■ Information provided
*****
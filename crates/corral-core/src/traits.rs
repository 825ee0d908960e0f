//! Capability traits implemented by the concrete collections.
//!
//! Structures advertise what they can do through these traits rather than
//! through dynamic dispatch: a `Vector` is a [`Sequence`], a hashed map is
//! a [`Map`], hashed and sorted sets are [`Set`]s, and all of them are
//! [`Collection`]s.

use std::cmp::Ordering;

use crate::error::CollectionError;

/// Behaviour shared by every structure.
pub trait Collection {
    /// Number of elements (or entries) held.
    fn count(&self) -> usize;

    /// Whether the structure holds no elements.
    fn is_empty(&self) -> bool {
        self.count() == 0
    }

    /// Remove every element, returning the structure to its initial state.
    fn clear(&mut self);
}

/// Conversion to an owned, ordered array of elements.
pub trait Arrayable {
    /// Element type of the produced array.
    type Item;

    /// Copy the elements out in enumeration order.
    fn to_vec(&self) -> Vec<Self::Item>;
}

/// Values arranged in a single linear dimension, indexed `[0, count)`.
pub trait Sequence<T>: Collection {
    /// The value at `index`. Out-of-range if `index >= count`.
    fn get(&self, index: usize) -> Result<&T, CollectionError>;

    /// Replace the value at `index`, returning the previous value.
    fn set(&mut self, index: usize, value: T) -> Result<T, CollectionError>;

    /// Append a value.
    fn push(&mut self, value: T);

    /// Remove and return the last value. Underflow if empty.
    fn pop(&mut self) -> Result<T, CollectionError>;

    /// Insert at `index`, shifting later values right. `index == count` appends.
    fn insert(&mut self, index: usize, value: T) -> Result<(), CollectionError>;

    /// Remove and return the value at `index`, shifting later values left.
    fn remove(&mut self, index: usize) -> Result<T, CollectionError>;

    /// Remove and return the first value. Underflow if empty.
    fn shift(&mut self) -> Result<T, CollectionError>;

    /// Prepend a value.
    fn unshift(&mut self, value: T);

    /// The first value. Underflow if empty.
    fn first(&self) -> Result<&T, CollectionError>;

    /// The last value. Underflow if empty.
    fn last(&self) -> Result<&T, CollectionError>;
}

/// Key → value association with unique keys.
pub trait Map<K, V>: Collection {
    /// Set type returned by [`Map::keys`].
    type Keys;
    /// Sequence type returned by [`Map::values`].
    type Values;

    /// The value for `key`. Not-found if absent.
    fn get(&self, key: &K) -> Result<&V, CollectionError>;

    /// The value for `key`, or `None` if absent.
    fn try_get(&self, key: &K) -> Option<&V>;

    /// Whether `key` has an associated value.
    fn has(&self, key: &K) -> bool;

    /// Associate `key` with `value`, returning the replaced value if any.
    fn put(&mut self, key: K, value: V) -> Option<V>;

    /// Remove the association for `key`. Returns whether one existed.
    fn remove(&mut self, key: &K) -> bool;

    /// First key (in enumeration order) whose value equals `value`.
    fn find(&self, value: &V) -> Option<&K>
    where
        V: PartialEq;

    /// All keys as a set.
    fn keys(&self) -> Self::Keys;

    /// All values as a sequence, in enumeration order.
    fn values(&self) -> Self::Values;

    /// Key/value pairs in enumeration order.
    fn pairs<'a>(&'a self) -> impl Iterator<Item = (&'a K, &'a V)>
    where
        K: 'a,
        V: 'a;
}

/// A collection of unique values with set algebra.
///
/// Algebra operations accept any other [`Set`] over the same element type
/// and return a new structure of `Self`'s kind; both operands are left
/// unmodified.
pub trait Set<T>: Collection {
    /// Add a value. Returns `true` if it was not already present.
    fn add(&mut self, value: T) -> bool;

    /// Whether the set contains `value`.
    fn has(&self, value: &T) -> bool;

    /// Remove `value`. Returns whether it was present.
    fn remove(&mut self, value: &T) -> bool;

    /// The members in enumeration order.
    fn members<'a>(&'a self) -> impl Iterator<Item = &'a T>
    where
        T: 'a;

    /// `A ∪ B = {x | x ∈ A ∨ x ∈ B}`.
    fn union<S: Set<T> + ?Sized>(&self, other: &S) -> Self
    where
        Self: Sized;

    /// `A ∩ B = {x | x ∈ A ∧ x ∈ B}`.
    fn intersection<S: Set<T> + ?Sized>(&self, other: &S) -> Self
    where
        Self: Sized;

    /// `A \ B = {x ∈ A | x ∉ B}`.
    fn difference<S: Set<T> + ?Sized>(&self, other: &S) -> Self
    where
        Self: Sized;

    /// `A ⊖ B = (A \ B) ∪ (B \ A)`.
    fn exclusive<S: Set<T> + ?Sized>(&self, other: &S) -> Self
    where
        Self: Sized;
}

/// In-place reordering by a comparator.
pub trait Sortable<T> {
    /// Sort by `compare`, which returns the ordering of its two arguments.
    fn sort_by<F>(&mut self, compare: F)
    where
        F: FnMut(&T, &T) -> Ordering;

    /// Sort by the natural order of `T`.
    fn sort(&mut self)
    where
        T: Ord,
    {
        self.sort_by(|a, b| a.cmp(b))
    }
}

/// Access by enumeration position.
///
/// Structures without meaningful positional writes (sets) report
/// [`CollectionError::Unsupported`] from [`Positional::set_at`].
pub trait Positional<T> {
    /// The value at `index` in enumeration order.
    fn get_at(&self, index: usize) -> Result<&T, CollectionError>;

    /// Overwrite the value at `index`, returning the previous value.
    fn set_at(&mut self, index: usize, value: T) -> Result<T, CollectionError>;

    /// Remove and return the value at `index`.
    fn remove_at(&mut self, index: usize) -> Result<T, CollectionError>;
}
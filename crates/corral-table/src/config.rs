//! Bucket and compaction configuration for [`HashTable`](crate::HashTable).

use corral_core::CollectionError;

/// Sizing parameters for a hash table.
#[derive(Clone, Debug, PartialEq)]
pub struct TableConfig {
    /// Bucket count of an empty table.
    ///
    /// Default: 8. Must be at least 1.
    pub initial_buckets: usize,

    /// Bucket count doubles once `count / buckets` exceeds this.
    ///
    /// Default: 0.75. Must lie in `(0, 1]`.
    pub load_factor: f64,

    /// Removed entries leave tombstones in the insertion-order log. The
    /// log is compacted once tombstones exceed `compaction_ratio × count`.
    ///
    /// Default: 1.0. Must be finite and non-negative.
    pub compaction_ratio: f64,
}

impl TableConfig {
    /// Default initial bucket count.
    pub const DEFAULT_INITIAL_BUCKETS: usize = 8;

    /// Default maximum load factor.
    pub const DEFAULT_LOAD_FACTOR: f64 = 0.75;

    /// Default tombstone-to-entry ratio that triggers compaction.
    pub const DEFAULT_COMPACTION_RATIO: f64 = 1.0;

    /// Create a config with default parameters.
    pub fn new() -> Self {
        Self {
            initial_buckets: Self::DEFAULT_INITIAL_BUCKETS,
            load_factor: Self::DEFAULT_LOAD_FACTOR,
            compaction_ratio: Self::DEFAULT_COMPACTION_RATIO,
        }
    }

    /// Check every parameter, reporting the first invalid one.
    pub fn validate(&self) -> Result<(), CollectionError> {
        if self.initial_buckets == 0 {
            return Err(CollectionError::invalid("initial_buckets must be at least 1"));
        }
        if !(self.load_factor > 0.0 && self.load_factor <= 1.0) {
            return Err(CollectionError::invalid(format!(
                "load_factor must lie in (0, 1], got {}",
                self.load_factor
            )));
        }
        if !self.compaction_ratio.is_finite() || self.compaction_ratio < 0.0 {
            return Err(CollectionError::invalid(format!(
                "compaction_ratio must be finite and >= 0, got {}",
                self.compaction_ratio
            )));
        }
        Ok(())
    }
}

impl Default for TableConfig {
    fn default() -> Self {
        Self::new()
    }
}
*****
■ Exercise brief
Once more, write out the records exactly as they are.

■ Output of the exercise
filename crates/corral-core/src/traits.rs
repository 825ee0d908960e0f
//! Capability traits implemented by the concrete collections.
//!
//! Structures advertise what they can do through these traits rather than
//! through dynamic dispatch: a `Vector` is a [`Sequence`], a hashed map is
//! a [`Map`], hashed and sorted sets are [`Set`]s, and all of them are
//! [`Collection`]s.

use std::cmp::Ordering;

use crate::error::CollectionError;

/// Behaviour shared by every structure.
pub trait Collection {
    /// Number of elements (or entries) held.
    fn count(&self) -> usize;

    /// Whether the structure holds no elements.
    fn is_empty(&self) -> bool {
        self.count() == 0
    }

    /// Remove every element, returning the structure to its initial state.
    fn clear(&mut self);
}

/// Conversion to an owned, ordered array of elements.
pub trait Arrayable {
    /// Element type of the produced array.
    type Item;

    /// Copy the elements out in enumeration order.
    fn to_vec(&self) -> Vec<Self::Item>;
}

/// Values arranged in a single linear dimension, indexed `[0, count)`.
pub trait Sequence<T>: Collection {
    /// The value at `index`. Out-of-range if `index >= count`.
    fn get(&self, index: usize) -> Result<&T, CollectionError>;

    /// Replace the value at `index`, returning the previous value.
    fn set(&mut self, index: usize, value: T) -> Result<T, CollectionError>;

    /// Append a value.
    fn push(&mut self, value: T);

    /// Remove and return the last value. Underflow if empty.
    fn pop(&mut self) -> Result<T, CollectionError>;

    /// Insert at `index`, shifting later values right. `index == count` appends.
    fn insert(&mut self, index: usize, value: T) -> Result<(), CollectionError>;

    /// Remove and return the value at `index`, shifting later values left.
    fn remove(&mut self, index: usize) -> Result<T, CollectionError>;

    /// Remove and return the first value. Underflow if empty.
    fn shift(&mut self) -> Result<T, CollectionError>;

    /// Prepend a value.
    fn unshift(&mut self, value: T);

    /// The first value. Underflow if empty.
    fn first(&self) -> Result<&T, CollectionError>;

    /// The last value. Underflow if empty.
    fn last(&self) -> Result<&T, CollectionError>;
}

/// Key → value association with unique keys.
pub trait Map<K, V>: Collection {
    /// Set type returned by [`Map::keys`].
    type Keys;
    /// Sequence type returned by [`Map::values`].
    type Values;

    /// The value for `key`. Not-found if absent.
    fn get(&self, key: &K) -> Result<&V, CollectionError>;

    /// The value for `key`, or `None` if absent.
    fn try_get(&self, key: &K) -> Option<&V>;

    /// Whether `key` has an associated value.
    fn has(&self, key: &K) -> bool;

    /// Associate `key` with `value`, returning the replaced value if any.
    fn put(&mut self, key: K, value: V) -> Option<V>;

    /// Remove the association for `key`. Returns whether one existed.
    fn remove(&mut self, key: &K) -> bool;

    /// First key (in enumeration order) whose value equals `value`.
    fn find(&self, value: &V) -> Option<&K>
    where
        V: PartialEq;

    /// All keys as a set.
    fn keys(&self) -> Self::Keys;

    /// All values as a sequence, in enumeration order.
    fn values(&self) -> Self::Values;

    /// Key/value pairs in enumeration order.
    fn pairs<'a>(&'a self) -> impl Iterator<Item = (&'a K, &'a V)>
    where
        K: 'a,
        V: 'a;
}

/// A collection of unique values with set algebra.
///
/// Algebra operations accept any other [`Set`] over the same element type
/// and return a new structure of `Self`'s kind; both operands are left
/// unmodified.
pub trait Set<T>: Collection {
    /// Add a value. Returns `true` if it was not already present.
    fn add(&mut self, value: T) -> bool;

    /// Whether the set contains `value`.
    fn has(&self, value: &T) -> bool;

    /// Remove `value`. Returns whether it was present.
    fn remove(&mut self, value: &T) -> bool;

    /// The members in enumeration order.
    fn members<'a>(&'a self) -> impl Iterator<Item = &'a T>
    where
        T: 'a;

    /// `A ∪ B = {x | x ∈ A ∨ x ∈ B}`.
    fn union<S: Set<T> + ?Sized>(&self, other: &S) -> Self
    where
        Self: Sized;

    /// `A ∩ B = {x | x ∈ A ∧ x ∈ B}`.
    fn intersection<S: Set<T> + ?Sized>(&self, other: &S) -> Self
    where
        Self: Sized;

    /// `A \ B = {x ∈ A | x ∉ B}`.
    fn difference<S: Set<T> + ?Sized>(&self, other: &S) -> Self
    where
        Self: Sized;

    /// `A ⊖ B = (A \ B) ∪ (B \ A)`.
    fn exclusive<S: Set<T> + ?Sized>(&self, other: &S) -> Self
    where
        Self: Sized;
}

/// In-place reordering by a comparator.
pub trait Sortable<T> {
    /// Sort by `compare`, which returns the ordering of its two arguments.
    fn sort_by<F>(&mut self, compare: F)
    where
        F: FnMut(&T, &T) -> Ordering;

    /// Sort by the natural order of `T`.
    fn sort(&mut self)
    where
        T: Ord,
    {
        self.sort_by(|a, b| a.cmp(b))
    }
}

/// Access by enumeration position.
///
/// Structures without meaningful positional writes (sets) report
/// [`CollectionError::Unsupported`] from [`Positional::set_at`].
pub trait Positional<T> {
    /// The value at `index` in enumeration order.
    fn get_at(&self, index: usize) -> Result<&T, CollectionError>;

    /// Overwrite the value at `index`, returning the previous value.
    fn set_at(&mut self, index: usize, value: T) -> Result<T, CollectionError>;

    /// Remove and return the value at `index`.
    fn remove_at(&mut self, index: usize) -> Result<T, CollectionError>;
}
filename crates/corral-table/src/config.rs
//! Bucket and compaction configuration for [`HashTable`](crate::HashTable).

use corral_core::CollectionError;

/// Sizing parameters for a hash table.
#[derive(Clone, Debug, PartialEq)]
pub struct TableConfig {
    /// Bucket count of an empty table.
    ///
    /// Default: 8. Must be at least 1.
    pub initial_buckets: usize,

    /// Bucket count doubles once `count / buckets` exceeds this.
    ///
    /// Default: 0.75. Must lie in `(0, 1]`.
    pub load_factor: f64,

    /// Removed entries leave tombstones in the insertion-order log. The
    /// log is compacted once tombstones exceed `compaction_ratio × count`.
    ///
    /// Default: 1.0. Must be finite and non-negative.
    pub compaction_ratio: f64,
}

impl TableConfig {
    /// Default initial bucket count.
    pub const DEFAULT_INITIAL_BUCKETS: usize = 8;

    /// Default maximum load factor.
    pub const DEFAULT_LOAD_FACTOR: f64 = 0.75;

    /// Default tombstone-to-entry ratio that triggers compaction.
    pub const DEFAULT_COMPACTION_RATIO: f64 = 1.0;

    /// Create a config with default parameters.
    pub fn new() -> Self {
        Self {
            initial_buckets: Self::DEFAULT_INITIAL_BUCKETS,
            load_factor: Self::DEFAULT_LOAD_FACTOR,
            compaction_ratio: Self::DEFAULT_COMPACTION_RATIO,
        }
    }

    /// Check every parameter, reporting the first invalid one.
    pub fn validate(&self) -> Result<(), CollectionError> {
        if self.initial_buckets == 0 {
            return Err(CollectionError::invalid("initial_buckets must be at least 1"));
        }
        if !(self.load_factor > 0.0 && self.load_factor <= 1.0) {
            return Err(CollectionError::invalid(format!(
                "load_factor must lie in (0, 1], got {}",
                self.load_factor
            )));
        }
        if !self.compaction_ratio.is_finite() || self.compaction_ratio < 0.0 {
            return Err(CollectionError::invalid(format!(
                "compaction_ratio must be finite and >= 0, got {}",
                self.compaction_ratio
            )));
        }
        Ok(())
    }
}

impl Default for TableConfig {
    fn default() -> Self {
        Self::new()
    }
}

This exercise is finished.